Prompt: In the listing below, start your output at the line with "pub fn len(&self)" and end it after the line with "named numeric column.", copying every line exactly.

Start of Provided records

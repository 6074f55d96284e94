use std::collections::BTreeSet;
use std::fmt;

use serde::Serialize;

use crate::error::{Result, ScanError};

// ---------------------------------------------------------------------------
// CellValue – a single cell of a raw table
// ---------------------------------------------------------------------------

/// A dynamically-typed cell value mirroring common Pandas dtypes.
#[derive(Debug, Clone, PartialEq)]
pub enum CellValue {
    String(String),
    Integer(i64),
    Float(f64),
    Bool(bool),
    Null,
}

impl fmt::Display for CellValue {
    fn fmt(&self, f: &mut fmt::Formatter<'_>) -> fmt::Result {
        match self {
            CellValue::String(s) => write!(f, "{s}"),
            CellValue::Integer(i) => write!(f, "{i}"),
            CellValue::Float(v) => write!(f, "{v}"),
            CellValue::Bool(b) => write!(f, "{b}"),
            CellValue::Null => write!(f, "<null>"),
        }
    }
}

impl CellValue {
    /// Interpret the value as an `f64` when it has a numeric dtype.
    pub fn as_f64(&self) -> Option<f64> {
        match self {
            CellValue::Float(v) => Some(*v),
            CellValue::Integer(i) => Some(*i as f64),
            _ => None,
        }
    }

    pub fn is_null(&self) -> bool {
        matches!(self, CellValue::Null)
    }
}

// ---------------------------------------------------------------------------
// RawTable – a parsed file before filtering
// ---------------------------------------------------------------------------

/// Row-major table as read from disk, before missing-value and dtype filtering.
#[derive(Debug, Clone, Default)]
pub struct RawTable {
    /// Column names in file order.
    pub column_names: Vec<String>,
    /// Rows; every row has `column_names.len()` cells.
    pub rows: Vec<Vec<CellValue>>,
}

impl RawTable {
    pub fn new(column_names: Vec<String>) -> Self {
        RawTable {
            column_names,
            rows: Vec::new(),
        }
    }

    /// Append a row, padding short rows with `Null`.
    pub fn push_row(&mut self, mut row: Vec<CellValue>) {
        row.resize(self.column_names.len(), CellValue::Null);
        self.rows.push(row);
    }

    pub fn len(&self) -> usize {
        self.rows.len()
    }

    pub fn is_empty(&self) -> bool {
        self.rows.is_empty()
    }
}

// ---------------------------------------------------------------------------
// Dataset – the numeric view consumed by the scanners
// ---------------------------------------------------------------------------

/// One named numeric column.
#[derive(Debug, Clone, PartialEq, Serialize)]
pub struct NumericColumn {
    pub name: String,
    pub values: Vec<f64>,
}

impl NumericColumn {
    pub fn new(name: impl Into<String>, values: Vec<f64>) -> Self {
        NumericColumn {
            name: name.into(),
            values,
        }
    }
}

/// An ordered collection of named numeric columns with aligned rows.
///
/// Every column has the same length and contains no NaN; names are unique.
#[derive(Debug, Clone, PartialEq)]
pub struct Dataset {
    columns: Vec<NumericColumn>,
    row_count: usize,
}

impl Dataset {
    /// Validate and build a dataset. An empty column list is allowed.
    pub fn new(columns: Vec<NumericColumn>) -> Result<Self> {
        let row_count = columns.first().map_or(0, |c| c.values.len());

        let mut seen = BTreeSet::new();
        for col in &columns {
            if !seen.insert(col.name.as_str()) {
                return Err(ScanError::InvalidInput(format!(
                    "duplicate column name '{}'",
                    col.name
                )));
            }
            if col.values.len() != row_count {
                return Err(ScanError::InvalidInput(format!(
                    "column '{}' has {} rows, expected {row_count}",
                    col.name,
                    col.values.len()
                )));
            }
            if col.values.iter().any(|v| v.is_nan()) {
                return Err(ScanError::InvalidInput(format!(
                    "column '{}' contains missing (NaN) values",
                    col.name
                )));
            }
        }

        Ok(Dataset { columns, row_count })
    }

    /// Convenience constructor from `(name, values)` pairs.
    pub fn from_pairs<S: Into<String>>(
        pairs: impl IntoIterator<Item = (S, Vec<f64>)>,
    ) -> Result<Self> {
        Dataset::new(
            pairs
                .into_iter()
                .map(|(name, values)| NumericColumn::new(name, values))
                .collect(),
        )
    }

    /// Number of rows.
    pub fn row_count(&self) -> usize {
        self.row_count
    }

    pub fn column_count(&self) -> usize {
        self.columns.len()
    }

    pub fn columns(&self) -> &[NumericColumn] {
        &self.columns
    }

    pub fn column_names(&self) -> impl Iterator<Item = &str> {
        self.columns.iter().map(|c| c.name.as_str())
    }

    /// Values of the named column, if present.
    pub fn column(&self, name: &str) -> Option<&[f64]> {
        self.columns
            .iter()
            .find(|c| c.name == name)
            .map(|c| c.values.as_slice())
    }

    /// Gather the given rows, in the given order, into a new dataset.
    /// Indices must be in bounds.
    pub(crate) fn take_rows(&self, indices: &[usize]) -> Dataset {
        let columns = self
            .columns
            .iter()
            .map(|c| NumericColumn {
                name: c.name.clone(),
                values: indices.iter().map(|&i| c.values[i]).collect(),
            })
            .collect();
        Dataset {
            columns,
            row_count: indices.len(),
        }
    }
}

End of Provided records

Output of the exercise:
    pub fn len(&self) -> usize {
        self.rows.len()
    }

    pub fn is_empty(&self) -> bool {
        self.rows.is_empty()
    }
}

// ---------------------------------------------------------------------------
// Dataset – the numeric view consumed by the scanners
// ---------------------------------------------------------------------------

/// One named numeric column.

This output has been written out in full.